▶ Information supplied
%%
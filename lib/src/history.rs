//! Day-bucketed send history.
//!
//! Each completed run adds its outcome counts to the record of the local
//! calendar day it drained on. A second run on the same day increments the
//! existing record instead of appending a new one.

use std::sync::Mutex;

use chrono::{Local, NaiveDate};

use crate::{ErrorKind, Result};

/// Outcome counts contributed by a single run.
#[derive(Copy, Clone, Debug, Default, PartialEq, Eq, Deserialize, Serialize)]
pub struct Delta {
    pub count: u64,
    pub success: u64,
    pub failed: u64,
}

impl Delta {
    pub fn new(success: u64, failed: u64) -> Self {
        Self {
            count: success + failed,
            success,
            failed,
        }
    }

    pub fn is_empty(&self) -> bool {
        self.count == 0 && self.success == 0 && self.failed == 0
    }
}

#[derive(Clone, Debug, PartialEq, Eq, Deserialize, Serialize)]
pub struct Record {
    pub date: NaiveDate,
    pub count: u64,
    pub success: u64,
    pub failed: u64,
}

#[derive(Clone, Debug, Default, PartialEq, Eq, Deserialize, Serialize)]
#[serde(transparent)]
pub struct Ledger {
    pub records: Vec<Record>,
}

impl Ledger {
    /// Adds `delta` to the record for `day`, creating it if needed.
    pub fn record(&mut self, day: NaiveDate, delta: Delta) -> &Record {
        let idx = match self.records.iter().position(|r| r.date == day) {
            Some(idx) => {
                let record = &mut self.records[idx];
                record.count += delta.count;
                record.success += delta.success;
                record.failed += delta.failed;
                idx
            }
            None => {
                self.records.push(Record {
                    date: day,
                    count: delta.count,
                    success: delta.success,
                    failed: delta.failed,
                });
                self.records.len() - 1
            }
        };
        &self.records[idx]
    }

    pub fn get(&self, day: NaiveDate) -> Option<&Record> {
        self.records.iter().find(|r| r.date == day)
    }

    /// Sums over every recorded day.
    pub fn totals(&self) -> Delta {
        self.records.iter().fold(Delta::default(), |acc, r| Delta {
            count: acc.count + r.count,
            success: acc.success + r.success,
            failed: acc.failed + r.failed,
        })
    }

    /// Records sorted newest first, at most `n` of them.
    pub fn latest(&self, n: usize) -> Vec<Record> {
        let mut records = self.records.clone();
        records.sort_by(|a, b| b.date.cmp(&a.date));
        records.truncate(n);
        records
    }
}

/// Current local calendar day, the bucket a draining run records into.
pub fn today() -> NaiveDate {
    Local::now().date_naive()
}

/// Anything a finished run can report its counts to.
pub trait HistorySink: Send + Sync {
    fn record(&self, day: NaiveDate, delta: Delta) -> Result<()>;
}

/// Ledger kept in memory only.
#[derive(Debug, Default)]
pub struct MemoryHistory {
    ledger: Mutex<Ledger>,
}

impl MemoryHistory {
    pub fn new() -> Self {
        Self::default()
    }

    pub fn ledger(&self) -> Ledger {
        self.ledger
            .lock()
            .map(|l| l.clone())
            .unwrap_or_else(|poisoned| poisoned.into_inner().clone())
    }
}

impl HistorySink for MemoryHistory {
    fn record(&self, day: NaiveDate, delta: Delta) -> Result<()> {
        let mut ledger = self
            .ledger
            .lock()
            .map_err(|e| ErrorKind::Other(e.to_string()))?;
        ledger.record(day, delta);
        Ok(())
    }
}

#[cfg(test)]
mod tests {
    use super::*;

    fn day(d: u32) -> NaiveDate {
        NaiveDate::from_ymd_opt(2024, 5, d).unwrap()
    }

    #[test]
    fn same_day_runs_merge() {
        let mut ledger = Ledger::default();
        ledger.record(day(1), Delta::new(2, 1));
        let merged = ledger.record(day(1), Delta::new(1, 0)).clone();

        assert_eq!(ledger.records.len(), 1);
        assert_eq!(
            merged,
            Record {
                date: day(1),
                count: 4,
                success: 3,
                failed: 1
            }
        );
    }

    #[test]
    fn new_day_appends() {
        let mut ledger = Ledger::default();
        ledger.record(day(1), Delta::new(2, 0));
        ledger.record(day(2), Delta::new(0, 3));
        assert_eq!(ledger.records.len(), 2);
        assert_eq!(ledger.get(day(2)).unwrap().failed, 3);
        assert_eq!(ledger.totals(), Delta::new(2, 3));
        assert_eq!(ledger.latest(1)[0].date, day(2));
    }

    #[test]
    fn ledger_serializes_as_plain_array() {
        let mut ledger = Ledger::default();
        ledger.record(day(3), Delta::new(1, 1));
        let json = serde_json::to_string(&ledger).unwrap();
        assert_eq!(
            json,
            r#"[{"date":"2024-05-03","count":2,"success":1,"failed":1}]"#
        );
    }

    #[test]
    fn memory_sink_accumulates() {
        let sink = MemoryHistory::new();
        sink.record(day(1), Delta::new(2, 1)).unwrap();
        sink.record(day(1), Delta::new(1, 0)).unwrap();
        assert_eq!(sink.ledger().get(day(1)).unwrap().count, 4);
    }
}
%%
▶ Action item
Keeping every character as it is, restate the lines above that run from the line with "Local::now().date_naive()" through the line with "assert_eq!(ledger.totals(), Delta::new(2, 3));", both included, and nothing else.

▶ Answer to the exercise
    Local::now().date_naive()
}

/// Anything a finished run can report its counts to.
pub trait HistorySink: Send + Sync {
    fn record(&self, day: NaiveDate, delta: Delta) -> Result<()>;
}

/// Ledger kept in memory only.
#[derive(Debug, Default)]
pub struct MemoryHistory {
    ledger: Mutex<Ledger>,
}

impl MemoryHistory {
    pub fn new() -> Self {
        Self::default()
    }

    pub fn ledger(&self) -> Ledger {
        self.ledger
            .lock()
            .map(|l| l.clone())
            .unwrap_or_else(|poisoned| poisoned.into_inner().clone())
    }
}

impl HistorySink for MemoryHistory {
    fn record(&self, day: NaiveDate, delta: Delta) -> Result<()> {
        let mut ledger = self
            .ledger
            .lock()
            .map_err(|e| ErrorKind::Other(e.to_string()))?;
        ledger.record(day, delta);
        Ok(())
    }
}

#[cfg(test)]
mod tests {
    use super::*;

    fn day(d: u32) -> NaiveDate {
        NaiveDate::from_ymd_opt(2024, 5, d).unwrap()
    }

    #[test]
    fn same_day_runs_merge() {
        let mut ledger = Ledger::default();
        ledger.record(day(1), Delta::new(2, 1));
        let merged = ledger.record(day(1), Delta::new(1, 0)).clone();

        assert_eq!(ledger.records.len(), 1);
        assert_eq!(
            merged,
            Record {
                date: day(1),
                count: 4,
                success: 3,
                failed: 1
            }
        );
    }

    #[test]
    fn new_day_appends() {
        let mut ledger = Ledger::default();
        ledger.record(day(1), Delta::new(2, 0));
        ledger.record(day(2), Delta::new(0, 3));
        assert_eq!(ledger.records.len(), 2);
        assert_eq!(ledger.get(day(2)).unwrap().failed, 3);
        assert_eq!(ledger.totals(), Delta::new(2, 3));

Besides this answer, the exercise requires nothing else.